_Requirement:_ Of the lines below, write out exactly those from the line with "let mut equinox = None;" through the line with "Some(year) if (year", both included, and skip the rest.

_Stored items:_
----------------
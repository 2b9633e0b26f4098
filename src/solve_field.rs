// Copyright (c) 2025 Steven Rosenthal smr@dt3.org
// See LICENSE file in root directory for license terms.

use std::ffi::OsString;
use std::path::{Path, PathBuf};
use std::process::Stdio;
use std::time::Duration;

use async_trait::async_trait;
use canonical_error::{CanonicalError, failed_precondition_error};
use log::{debug, info, warn};
use tokio::io::{AsyncBufReadExt, AsyncRead, BufReader};
use tokio::process::{Child, Command};

use cedar_goto_elements::camera_trait::CapturedImage;
use cedar_goto_elements::coords::{Epoch, EquatorialPosition};
use cedar_goto_elements::errors::SolveError;
use cedar_goto_elements::solver_trait::{PlateSolver, SolveResult};

const FITS_CARD_LEN: usize = 80;

// Plate solves with a locally installed astrometry.net `solve-field`. Each
// frame is written as a PNG into `work_dir`; the solution is read back from
// the .wcs file solve-field leaves next to it.
pub struct SolveFieldSolver {
    program: PathBuf,
    // Arguments placed before solve-field's own, for running through a
    // wrapper (e.g. `ssh host solve-field`).
    prefix_args: Vec<OsString>,
    work_dir: PathBuf,
    // Field width bounds (degrees) passed as a scale hint.
    scale_hint: Option<(f64, f64)>,
}

impl SolveFieldSolver {
    pub fn new(program: impl Into<PathBuf>, work_dir: impl Into<PathBuf>)
               -> Result<Self, CanonicalError> {
        let work_dir = work_dir.into();
        if let Err(e) = std::fs::create_dir_all(&work_dir) {
            return Err(failed_precondition_error(
                format!("Cannot create work dir {:?}: {:?}", work_dir, e).as_str()));
        }
        Ok(SolveFieldSolver{program: program.into(), prefix_args: vec![],
                            work_dir, scale_hint: None})
    }

    pub fn with_prefix_args<I, S>(mut self, args: I) -> Self
    where I: IntoIterator<Item = S>, S: Into<OsString> {
        self.prefix_args = args.into_iter().map(Into::into).collect();
        self
    }

    pub fn with_scale_hint(mut self, low_deg: f64, high_deg: f64) -> Self {
        self.scale_hint = Some((low_deg, high_deg));
        self
    }

    fn make_child(&self, image_path: &Path, cpu_limit: Duration)
                  -> Result<Child, SolveError> {
        let mut command = Command::new(&self.program);
        command.args(&self.prefix_args)
            .arg("--overwrite")
            .arg("--no-plots")
            .arg("--crpix-center")
            .arg("--cpulimit").arg(cpu_limit.as_secs().max(1).to_string())
            .arg("--dir").arg(&self.work_dir);
        if let Some((low, high)) = self.scale_hint {
            command.args(["--scale-units", "degwidth"])
                .arg("--scale-low").arg(low.to_string())
                .arg("--scale-high").arg(high.to_string());
        }
        command.arg(image_path)
            .stdin(Stdio::null())
            .stdout(Stdio::piped())
            .stderr(Stdio::piped())
            .kill_on_drop(true);
        match command.spawn() {
            Err(e) => Err(SolveError::Unavailable(
                format!("cannot run {:?}: {}", self.program, e))),
            Ok(mut child) => {
                if let Some(stdout) = child.stdout.take() {
                    Self::spawn_output_worker(stdout, false);
                }
                if let Some(stderr) = child.stderr.take() {
                    Self::spawn_output_worker(stderr, true);
                }
                Ok(child)
            }
        }
    }

    // Forwards the child's output to our log until EOF.
    fn spawn_output_worker<R>(output: R, is_stderr: bool)
    where R: AsyncRead + Unpin + Send + 'static {
        tokio::spawn(async move {
            let mut lines = BufReader::new(output).lines();
            while let Ok(Some(line)) = lines.next_line().await {
                if is_stderr {
                    warn!("solve-field: {}", line);
                } else {
                    debug!("solve-field: {}", line);
                }
            }
        });
    }

    // Removes the frame image and everything solve-field derived from it
    // (.axy, .corr, .match, .rdls, .solved, .new, -indx.xyls, .wcs ...).
    async fn remove_frame_files(&self, stem: &str) {
        let mut entries = match tokio::fs::read_dir(&self.work_dir).await {
            Ok(entries) => entries,
            Err(e) => {
                warn!("Cannot list {:?}: {}", self.work_dir, e);
                return;
            }
        };
        while let Ok(Some(entry)) = entries.next_entry().await {
            let name = entry.file_name();
            let Some(name) = name.to_str() else {
                continue;
            };
            let belongs = name.strip_prefix(stem)
                .is_some_and(|rest| rest.starts_with('.') || rest.starts_with('-'));
            if !belongs {
                continue;
            }
            if let Err(e) = tokio::fs::remove_file(entry.path()).await {
                warn!("Cannot remove {:?}: {}", entry.path(), e);
            }
        }
    }

    async fn run_solve(&self, image: &CapturedImage, timeout: Duration)
                       -> Result<EquatorialPosition, SolveError> {
        let stem = format!("frame_{:06}", image.frame_id);
        // A stale solution must not be mistaken for this frame's.
        self.remove_frame_files(&stem).await;
        let result = self.solve_frame(image, &stem, timeout).await;
        self.remove_frame_files(&stem).await;
        result
    }

    async fn solve_frame(&self, image: &CapturedImage, stem: &str,
                         timeout: Duration)
                         -> Result<EquatorialPosition, SolveError> {
        let image_path = self.work_dir.join(format!("{}.png", stem));
        let wcs_path = image_path.with_extension("wcs");
        let pixels = image.image.clone();
        let save_path = image_path.clone();
        match tokio::task::spawn_blocking(move || pixels.save(&save_path)).await {
            Ok(Ok(())) => (),
            Ok(Err(e)) => {
                return Err(SolveError::Unavailable(
                    format!("cannot write {:?}: {}", image_path, e)));
            }
            Err(e) => return Err(SolveError::Unavailable(format!("{:?}", e))),
        }

        let mut child = self.make_child(&image_path, timeout)?;
        let status = match tokio::time::timeout(timeout, child.wait()).await {
            Ok(Ok(status)) => status,
            Ok(Err(e)) => {
                return Err(SolveError::Unavailable(format!("wait error: {}", e)));
            }
            Err(_) => {
                if let Err(e) = child.kill().await {
                    warn!("Could not kill solve-field: {}", e);
                }
                return Err(SolveError::Timeout);
            }
        };
        if !status.success() {
            warn!("solve-field exited with {}", status);
        }

        // solve-field exits normally when it finds no solution; the missing
        // .wcs file is what tells us.
        let header = match tokio::fs::read(&wcs_path).await {
            Ok(header) => header,
            Err(_) => return Err(SolveError::NoMatch),
        };
        parse_wcs_center(&header)
    }
}

#[async_trait]
impl PlateSolver for SolveFieldSolver {
    async fn solve(&self, image: &CapturedImage, timeout: Duration) -> SolveResult {
        match self.run_solve(image, timeout).await {
            Ok(position) => {
                info!("solve-field solved frame {}: {}", image.frame_id, position);
                // solve-field only writes a .wcs once its verification odds
                // pass, and reports no score of its own.
                SolveResult::Solved{position, confidence: 1.0}
            }
            Err(reason) => SolveResult::failed(reason),
        }
    }

    fn name(&self) -> &str {
        "solve-field"
    }
}

// Reads the reference point (CRVAL1/CRVAL2) from a FITS WCS header. With
// --crpix-center the reference point is the image center.
pub fn parse_wcs_center(header: &[u8]) -> Result<EquatorialPosition, SolveError> {
    let mut ra = None;
    let mut dec = None;
    let mut equinox = None;
    for card in header.chunks(FITS_CARD_LEN) {
        let card = String::from_utf8_lossy(card);
        let keyword = card.get(..8).unwrap_or(card.as_ref()).trim();
        if keyword == "END" {
            break;
        }
        if card.get(8..10) != Some("= ") {
            continue;
        }
        let value = card[10..].split('/').next().unwrap_or("").trim();
        match keyword {
            "CRVAL1" => ra = Some(parse_fits_number(keyword, value)?),
            "CRVAL2" => dec = Some(parse_fits_number(keyword, value)?),
            "EQUINOX" => equinox = Some(parse_fits_number(keyword, value)?),
            _ => (),
        }
    }
    let (Some(ra), Some(dec)) = (ra, dec) else {
        return Err(SolveError::MalformedResult(
            "WCS header lacks CRVAL1/CRVAL2".to_string()));
    };
    let epoch = match equinox {
        None => Epoch::J2000,
        Some(year) if (year - 2000.0).abs() < 1e-6 => Epoch::J2000,
        Some(year) => Epoch::Julian(year),
    };
    Ok(EquatorialPosition::new(ra, dec, epoch))
}

fn parse_fits_number(keyword: &str, value: &str) -> Result<f64, SolveError> {
    // FITS permits Fortran style 'D' exponents.
    value.replace('D', "E").parse::<f64>().map_err(|_| {
        SolveError::MalformedResult(format!("bad {} value {:?}", keyword, value))
    })
}

#[cfg(test)]
mod tests {
    use std::time::SystemTime;

    use approx::assert_abs_diff_eq;
    use image::{DynamicImage, GrayImage};

    use super::*;

    fn header(cards: &[&str]) -> Vec<u8> {
        let mut bytes = Vec::new();
        for card in cards {
            bytes.extend(format!("{:<80}", card).into_bytes());
        }
        bytes
    }

    fn frame(frame_id: u64) -> CapturedImage {
        CapturedImage {
            image: DynamicImage::ImageLuma8(GrayImage::new(16, 12)),
            frame_id,
            timestamp: SystemTime::now(),
            exposure: Duration::from_millis(100),
        }
    }

    #[test]
    fn test_parse_wcs_center() {
        let bytes = header(&[
            "SIMPLE  =                    T / Standard FITS file",
            "EQUINOX =               2000.0 / Equatorial coordinates definition (yr)",
            "CRVAL1  =        83.8220833333 / RA  of reference point",
            "CRVAL2  =   -5.39111111111D+00 / DEC of reference point",
            "END",
            "CRVAL1  =                  1.0",
        ]);
        let center = parse_wcs_center(&bytes).unwrap();
        assert_abs_diff_eq!(center.ra(), 83.8220833333, epsilon = 1e-9);
        assert_abs_diff_eq!(center.dec(), -5.39111111111, epsilon = 1e-9);
        assert_eq!(center.epoch(), Epoch::J2000);
    }

    #[test]
    fn test_parse_wcs_other_equinox() {
        let bytes = header(&[
            "EQUINOX =               2024.5",
            "CRVAL1  =                 10.0",
            "CRVAL2  =                 20.0",
            "END",
        ]);
        assert_eq!(parse_wcs_center(&bytes).unwrap().epoch(),
                   Epoch::Julian(2024.5));
    }

    #[test]
    fn test_parse_wcs_malformed() {
        let missing = header(&["CRVAL1  =                 10.0", "END"]);
        assert!(matches!(parse_wcs_center(&missing),
                         Err(SolveError::MalformedResult(_))));
        let garbage = header(&["CRVAL1  =                 ten",
                               "CRVAL2  =                 20.0", "END"]);
        assert!(matches!(parse_wcs_center(&garbage),
                         Err(SolveError::MalformedResult(_))));
    }

    // Stand-in for solve-field: writes a fixed .wcs next to the image (the
    // last argument).
    const SOLVING_SCRIPT: &str = r#"
for last in "$@"; do :; done
out="${last%.png}.wcs"
printf '%-80s' "EQUINOX =               2000.0" > "$out"
printf '%-80s' "CRVAL1  =                 45.5" >> "$out"
printf '%-80s' "CRVAL2  =                -12.25" >> "$out"
printf '%-80s' "END" >> "$out"
touch "${last%.png}.axy" "${last%.png}.solved" "${last%.png}-indx.xyls"
echo "Field 1: solved"
"#;

    // Names of the files left in the work dir.
    fn leftovers(dir: &Path) -> Vec<String> {
        let mut names: Vec<String> = std::fs::read_dir(dir.join("work")).unwrap()
            .map(|e| e.unwrap().file_name().to_string_lossy().to_string())
            .collect();
        names.sort();
        names
    }

    fn script_solver(dir: &Path, script: &str) -> SolveFieldSolver {
        let script_path = dir.join("fake_solve_field.sh");
        std::fs::write(&script_path, script).unwrap();
        SolveFieldSolver::new("sh", dir.join("work")).unwrap()
            .with_prefix_args([script_path])
    }

    #[tokio::test]
    async fn test_solve_with_fake_solve_field() {
        let dir = tempfile::tempdir().unwrap();
        let solver = script_solver(dir.path(), SOLVING_SCRIPT);
        match solver.solve(&frame(7), Duration::from_secs(10)).await {
            SolveResult::Solved{position, confidence} => {
                assert_abs_diff_eq!(position.ra(), 45.5, epsilon = 1e-9);
                assert_abs_diff_eq!(position.dec(), -12.25, epsilon = 1e-9);
                assert_eq!(confidence, 1.0);
            }
            other => panic!("unexpected {:?}", other),
        }
        assert!(leftovers(dir.path()).is_empty());
    }

    #[tokio::test]
    async fn test_unrelated_files_survive_cleanup() {
        let dir = tempfile::tempdir().unwrap();
        let solver = script_solver(dir.path(), SOLVING_SCRIPT);
        let work = dir.path().join("work");
        std::fs::write(work.join("frame_0000070.axy"), "other frame").unwrap();
        std::fs::write(work.join("notes.txt"), "keep").unwrap();
        // Stale output of an earlier session with the same frame id.
        std::fs::write(work.join("frame_000007.wcs"), "stale").unwrap();
        assert!(matches!(solver.solve(&frame(7), Duration::from_secs(10)).await,
                         SolveResult::Solved{..}));
        assert_eq!(leftovers(dir.path()), vec!["frame_0000070.axy", "notes.txt"]);
    }

    #[tokio::test]
    async fn test_no_solution() {
        let dir = tempfile::tempdir().unwrap();
        let solver = script_solver(
            dir.path(),
            "for last in \"$@\"; do :; done\ntouch \"${last%.png}.axy\"\necho 'Did not solve'\n");
        assert_eq!(solver.solve(&frame(1), Duration::from_secs(10)).await,
                   SolveResult::failed(SolveError::NoMatch));
        assert!(leftovers(dir.path()).is_empty());
    }

    #[tokio::test]
    async fn test_solve_timeout() {
        let dir = tempfile::tempdir().unwrap();
        let solver = script_solver(dir.path(), "sleep 30\n");
        assert_eq!(solver.solve(&frame(2), Duration::from_millis(300)).await,
                   SolveResult::failed(SolveError::Timeout));
        assert!(leftovers(dir.path()).is_empty());
    }

    #[tokio::test]
    async fn test_missing_program() {
        let dir = tempfile::tempdir().unwrap();
        let solver = SolveFieldSolver::new(dir.path().join("no-such-solver"),
                                           dir.path().join("work")).unwrap();
        assert!(matches!(solver.solve(&frame(3), Duration::from_secs(1)).await,
                         SolveResult::Failed{reason: SolveError::Unavailable(_)}));
    }
}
----------------
_Solved problem:_
    let mut equinox = None;
    for card in header.chunks(FITS_CARD_LEN) {
        let card = String::from_utf8_lossy(card);
        let keyword = card.get(..8).unwrap_or(card.as_ref()).trim();
        if keyword == "END" {
            break;
        }
        if card.get(8..10) != Some("= ") {
            continue;
        }
        let value = card[10..].split('/').next().unwrap_or("").trim();
        match keyword {
            "CRVAL1" => ra = Some(parse_fits_number(keyword, value)?),
            "CRVAL2" => dec = Some(parse_fits_number(keyword, value)?),
            "EQUINOX" => equinox = Some(parse_fits_number(keyword, value)?),
            _ => (),
        }
    }
    let (Some(ra), Some(dec)) = (ra, dec) else {
        return Err(SolveError::MalformedResult(
            "WCS header lacks CRVAL1/CRVAL2".to_string()));
    };
    let epoch = match equinox {
        None => Epoch::J2000,
        Some(year) if (year - 2000.0).abs() < 1e-6 => Epoch::J2000,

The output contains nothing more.